The EU has imposed sanctions on the government of Belarus provoking an expression of “deep regret” from the Belarussian Ministry of Foreign Affairs. Meanwhile Sweden and Poland are preparing for a conference designed to support democratisation in the country, which takes place on February 2nd 2011.
Speaking for the Foreign Affairs Council of the European Council on Monday 31st January 2011, Claire Ashton said:
“I have deplored the events after the Presidential elections of the 19th of December and condemned the violence and arrests and repeatedly asked for the release of all those detained on political grounds.
“We would hope for improvements in the situation in Belarus but we have seen practically no change on the ground.

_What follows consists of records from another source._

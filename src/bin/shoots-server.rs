//! Shoots Flight server binary
//!
//! Serves Parquet datasets grouped into buckets over Arrow Flight.

use shoots::config::{
    ServerConfig, DEFAULT_BUCKET_DIR, DEFAULT_HOST, DEFAULT_MAX_MESSAGE_BYTES, DEFAULT_PORT,
    DEFAULT_SHUTDOWN_GRACE_SECS, DEFAULT_TOKEN_TTL_SECS,
};
use shoots::server::{ShootsServer, ShutdownHandle};
use shoots::telemetry::Telemetry;

use clap::Parser;
use std::path::PathBuf;
use tokio::signal;
use tracing::{info, warn};

/// Shoots Flight server
#[derive(Parser, Debug)]
#[command(author, version, about, long_about = None)]
struct Args {
    /// Bind address
    #[arg(long, env = "SHOOTS_HOST", default_value = DEFAULT_HOST)]
    host: String,

    /// Bind port
    #[arg(long, env = "SHOOTS_PORT", default_value_t = DEFAULT_PORT)]
    port: u16,

    /// Directory holding one sub-directory per bucket
    #[arg(long, env = "SHOOTS_BUCKET_DIR", default_value = DEFAULT_BUCKET_DIR)]
    bucket_dir: PathBuf,

    /// PEM certificate; enables TLS together with --key-file
    #[arg(long, env = "SHOOTS_CERT_FILE", requires = "key_file")]
    cert_file: Option<PathBuf>,

    /// PEM private key
    #[arg(long, env = "SHOOTS_KEY_FILE", requires = "cert_file")]
    key_file: Option<PathBuf>,

    /// Token signing secret; enables authentication
    #[arg(long, env = "SHOOTS_SECRET", hide_env_values = true)]
    secret: Option<String>,

    /// Seconds in-flight calls get to finish after shutdown
    #[arg(long, env = "SHOOTS_SHUTDOWN_GRACE_SECS", default_value_t = DEFAULT_SHUTDOWN_GRACE_SECS)]
    shutdown_grace_secs: u64,

    /// Default admin token lifetime in seconds
    #[arg(long, env = "SHOOTS_TOKEN_TTL_SECS", default_value_t = DEFAULT_TOKEN_TTL_SECS)]
    token_ttl_secs: u64,

    /// Largest gRPC message accepted or sent
    #[arg(long, env = "SHOOTS_MAX_MESSAGE_BYTES", default_value_t = DEFAULT_MAX_MESSAGE_BYTES)]
    max_message_bytes: usize,

    /// Log level
    #[arg(long, env = "SHOOTS_LOG_LEVEL", default_value = "info")]
    log_level: String,
}

impl From<Args> for ServerConfig {
    fn from(args: Args) -> Self {
        Self {
            host: args.host,
            port: args.port,
            bucket_dir: args.bucket_dir,
            cert_file: args.cert_file,
            key_file: args.key_file,
            secret: args.secret.filter(|s| !s.is_empty()),
            shutdown_grace_secs: args.shutdown_grace_secs,
            token_ttl_secs: args.token_ttl_secs,
            max_message_bytes: args.max_message_bytes,
            log_level: args.log_level,
        }
    }
}

#[tokio::main]
async fn main() -> Result<(), Box<dyn std::error::Error>> {
    let args = Args::parse();
    let _telemetry = Telemetry::init("shoots-server", &args.log_level)?;

    let config = ServerConfig::from(args);
    info!(
        location = %config.location(),
        bucket_dir = %config.bucket_dir.display(),
        "Starting Shoots server"
    );

    let server = ShootsServer::new(config).await?;
    if let Some(token) = server.admin_token()? {
        info!(token = %token, "Admin token");
    }

    let shutdown = server.shutdown_handle();
    tokio::spawn(forward_signals(shutdown));

    server.serve().await?;
    info!("Shoots server shut down");
    Ok(())
}

/// Trigger `shutdown` on SIGINT or SIGTERM.
async fn forward_signals(shutdown: ShutdownHandle) {
    let ctrl_c = async {
        if let Err(e) = signal::ctrl_c().await {
            warn!(error = %e, "Failed to listen for Ctrl+C");
            std::future::pending::<()>().await;
        }
    };

    #[cfg(unix)]
    let terminate = async {
        match signal::unix::signal(signal::unix::SignalKind::terminate()) {
            Ok(mut sigterm) => {
                sigterm.recv().await;
            }
            Err(e) => {
                warn!(error = %e, "Failed to install SIGTERM handler");
                std::future::pending::<()>().await;
            }
        }
    };

    #[cfg(not(unix))]
    let terminate = std::future::pending::<()>();

    tokio::select! {
        _ = ctrl_c => {},
        _ = terminate => {},
        _ = shutdown.wait() => return,
    }
    info!("Shutdown signal received");
    shutdown.trigger();
}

Therefore we were left with no alternative but to apply restrictive measures against Belarus officials responsible for the flawed elections and subsequent violence, including President Lukashenko. There are almost 160 names on the list.
“Our overriding priority remains the release of all detainees and that would be an essential element before the EU could review that decision.
“Meanwhile, I repeat again our full support for the people of Belarus. We’re committed to strengthen our link with civil society there.”
On Tuesday 1st February 2011, the Ministry of Foreign Affairs in Belarus published this statement:
The Ministry of Foreign Affairs expresses its deep regret over the EU Council Conclusions of 31 January 2011.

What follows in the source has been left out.